● **The problem**:
An exact copy of all the data is required.

● **Data to examine**:

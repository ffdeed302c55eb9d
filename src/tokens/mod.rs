//! Token 估算模块：为批处理打包提供可插拔的 Token 估算器。
//!
//! # Token Estimation Module
//!
//! The batch builder needs a token estimate for every item before it can pack
//! requests under the provider's input ceiling. Exact tokenizer fidelity is not
//! required: a character-based heuristic is fast, deterministic and good enough
//! to keep batches below the limit once a safety buffer is configured.
//!
//! | Component | Description |
//! |-----------|-------------|
//! | [`TokenCounter`] | Trait for token estimation implementations |
//! | [`CharacterEstimator`] | Character-based approximation (4 chars ≈ 1 token by default) |
//!
//! ## Example
//!
//! ```rust
//! use ai_batch_pipeline::tokens::{CharacterEstimator, TokenCounter};
//!
//! let counter = CharacterEstimator::from_tokens_per_char(0.25);
//! assert_eq!(counter.count("abcdefgh"), 2);
//! ```

mod counter;

pub use counter::{CharacterEstimator, TokenCounter};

● **Response to this exercise**:
repository ffdeed302c55eb9d
filename src/tokens/mod.rs
//! Token 估算模块：为批处理打包提供可插拔的 Token 估算器。
//!
//! # Token Estimation Module
//!
//! The batch builder needs a token estimate for every item before it can pack
//! requests under the provider's input ceiling. Exact tokenizer fidelity is not
//! required: a character-based heuristic is fast, deterministic and good enough
//! to keep batches below the limit once a safety buffer is configured.
//!
//! | Component | Description |
//! |-----------|-------------|
//! | [`TokenCounter`] | Trait for token estimation implementations |
//! | [`CharacterEstimator`] | Character-based approximation (4 chars ≈ 1 token by default) |
//!
//! ## Example
//!
//! ```rust
//! use ai_batch_pipeline::tokens::{CharacterEstimator, TokenCounter};
//!
//! let counter = CharacterEstimator::from_tokens_per_char(0.25);
//! assert_eq!(counter.count("abcdefgh"), 2);
//! ```

mod counter;

pub use counter::{CharacterEstimator, TokenCounter};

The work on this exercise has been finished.